Lehman Brothers Holdings Inc., which planned a second payment to creditors of $10.2 billion on Oct. 1, said its largest claim on an affiliate is $15.2 billion owed by its defunct brokerage.
Lehman had cash of $8.3 billion as of June 30, plus restricted cash of $13.6 billion, including money set aside for disputed claims and debts, the company said today in a regulatory filing. It was owed $45.2 billion by affiliates, including the $15.2 billion claimed from the Lehman Brothers Inc. brokerage and $14.3 billion owed by a Swiss affiliate, Lehman Brothers Finance. The final amounts of both claims are being negotiated.
Separately, the brokerage, which has yet to pay hedge funds and banks after four years in liquidation, has said it is closer to making a payment after settling two other large affiliate claims.
The Lehman parent, which continues to liquidate assets to pay creditors after emerging from bankruptcy, had $18.9 billion of investments and inventory on June 30, including commercial real estate and loans of about $12 billion, according to the filing with the U.S. Securities and Exchange Commission. Principal investments were $4.3 billion, including an equity stake in Neuberger Berman, which the money management firm is buying back.

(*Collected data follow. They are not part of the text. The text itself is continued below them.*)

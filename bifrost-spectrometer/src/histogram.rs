//! Histogramming of binned events.

use bifrost_core::{in_same_unit, DataArray, Error, Result, Variable};
use log::debug;
use ndarray::{ArrayD, IxDyn};

/// Bin edges along one histogram axis.
#[derive(Debug, Clone, PartialEq)]
pub enum BinSpec {
    /// Explicit, strictly ascending edges.
    Edges(Variable),
    /// This many equal bins spanning the finite data range.
    Count(usize),
}

impl BinSpec {
    /// Equal bins over `[lo, hi]`.
    #[must_use]
    pub fn linspace(dim: &str, lo: f64, hi: f64, bins: usize, unit: bifrost_core::Unit) -> Self {
        Self::Edges(Variable::linspace(dim, lo, hi, bins + 1, unit))
    }
}

fn finite_range(values: &[f64], keep: &[bool]) -> Option<(f64, f64)> {
    values
        .iter()
        .zip(keep)
        .filter(|(v, &k)| k && v.is_finite())
        .fold(None, |acc, (&v, _)| match acc {
            None => Some((v, v)),
            Some((lo, hi)) => Some((lo.min(v), hi.max(v))),
        })
}

pub(crate) fn resolve_edges(name: &str, spec: &BinSpec, coord: &Variable, values: &[f64], keep: &[bool]) -> Result<Vec<f64>> {
    match spec {
        BinSpec::Edges(edges) => {
            let edges = in_same_unit(&edges.to_float()?, coord)?.to_vec::<f64>()?;
            if edges.len() < 2 || edges.windows(2).any(|w| w[1] <= w[0]) {
                return Err(Error::InvalidConfig(format!(
                    "bin edges for '{name}' must be at least two ascending values"
                )));
            }
            Ok(edges)
        }
        BinSpec::Count(0) => Err(Error::InvalidConfig(format!(
            "number of bins for '{name}' must be positive"
        ))),
        BinSpec::Count(n) => {
            let (lo, hi) = finite_range(values, keep).ok_or_else(|| Error::EmptyRange {
                dim: name.to_string(),
            })?;
            let (lo, hi) = if hi > lo {
                // The largest value must fall inside the last bin.
                (lo, hi + (hi - lo) * 1e-9)
            } else {
                (lo - 0.5, hi + 0.5)
            };
            Ok((0..=*n)
                .map(|i| lo + (hi - lo) * i as f64 / *n as f64)
                .collect())
        }
    }
}

/// Bin index of `x` in `[edges[0], edges[last])`.
pub(crate) fn bin_index(edges: &[f64], x: f64) -> Option<usize> {
    let (first, last) = (*edges.first()?, *edges.last()?);
    if !(x >= first && x < last) {
        return None;
    }
    Some(edges.partition_point(|&e| e <= x) - 1)
}

/// Histogram all events of `data` along the named coordinates.
///
/// Coordinates may be event coordinates or point coordinates of the bins.
/// The result is dense with one dimension per axis and bin-edge
/// coordinates. Events in masked bins and events outside the edges do not
/// contribute.
///
/// # Errors
/// Returns [`Error::EmptyRange`] if bin edges must be derived from data
/// without any finite value along an axis, and [`Error::InvalidConfig`]
/// for invalid edges.
#[allow(clippy::cast_precision_loss)]
pub fn hist_events(data: &DataArray, axes: &[(&str, BinSpec)]) -> Result<DataArray> {
    let events = data.require_events()?;
    let mask = data.combined_mask()?;
    let keep: Vec<bool> = events.bin.iter().map(|&b| !mask[b]).collect();

    let mut columns = Vec::with_capacity(axes.len());
    let mut all_edges = Vec::with_capacity(axes.len());
    let mut units = Vec::with_capacity(axes.len());
    for (name, spec) in axes {
        let coord = data.event_coord(name)?.to_float()?;
        let values = coord.to_vec::<f64>()?;
        all_edges.push(resolve_edges(name, spec, &coord, &values, &keep)?);
        units.push(coord.unit());
        columns.push(values);
    }

    let shape: Vec<usize> = all_edges.iter().map(|e| e.len() - 1).collect();
    let size: usize = shape.iter().product();
    let mut values = vec![0.0; size];
    let mut variances = events.variances.as_ref().map(|_| vec![0.0; size]);
    let mut outside = 0usize;
    'events: for i in 0..events.len() {
        if !keep[i] {
            continue;
        }
        let mut flat = 0;
        for (column, edges) in columns.iter().zip(&all_edges) {
            let Some(index) = bin_index(edges, column[i]) else {
                outside += 1;
                continue 'events;
            };
            flat = flat * (edges.len() - 1) + index;
        }
        values[flat] += events.weights[i];
        if let (Some(out), Some(var)) = (variances.as_mut(), events.variances.as_ref()) {
            out[flat] += var[i];
        }
    }
    if outside > 0 {
        debug!("{outside} events outside the histogram edges");
    }

    let dims: Vec<&str> = axes.iter().map(|(name, _)| *name).collect();
    let variances = variances
        .map(|v| ArrayD::from_shape_vec(IxDyn(&shape), v))
        .transpose()
        .map_err(|e| Error::ShapeMismatch(e.to_string()))?;
    let mut out = DataArray::dense(
        &Variable::from_shape_vec(&dims, &shape, values, data.unit())?,
        variances,
    )?;
    for ((name, edges), unit) in dims.iter().zip(all_edges).zip(units) {
        out.insert_edges(name, name, Variable::floats_1d(name, edges, unit))?;
    }
    Ok(out)
}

Overseen by a new board since leaving bankruptcy in March, the defunct investment bank plans semi-annual distributions, including a third distribution around March 30. Its first payment totaled $22.5 billion.
Lehman has said it intends to raise $53 billion through 2016 or so, to pay an average of 18 cents on the dollar on final claims of $300 billion. The company filed the biggest U.S. bankruptcy ever in September 2008, listing debt of $613 billion. The brokerage went into liquidation separately soon after.
Lehman, run by Chief Executive Officer Richard Fuld when its collapse helped bring on the worst economic slump since the Great Depression, settled a fight with creditors in a payment plan that allotted more money to derivatives claimants including Goldman Sachs Group Inc. (GS:US) and less to bondholders such as Paulson & Co. Both groups proposed rival plans to pay Lehman’s debt.
Lehman failed because of too much debt and risky real estate investments, according to a bankruptcy examiner’s report.
The case is In re Lehman Brothers Holdings Inc., 08-13555, U.S. Bankruptcy Court, Southern District of New York (Manhattan).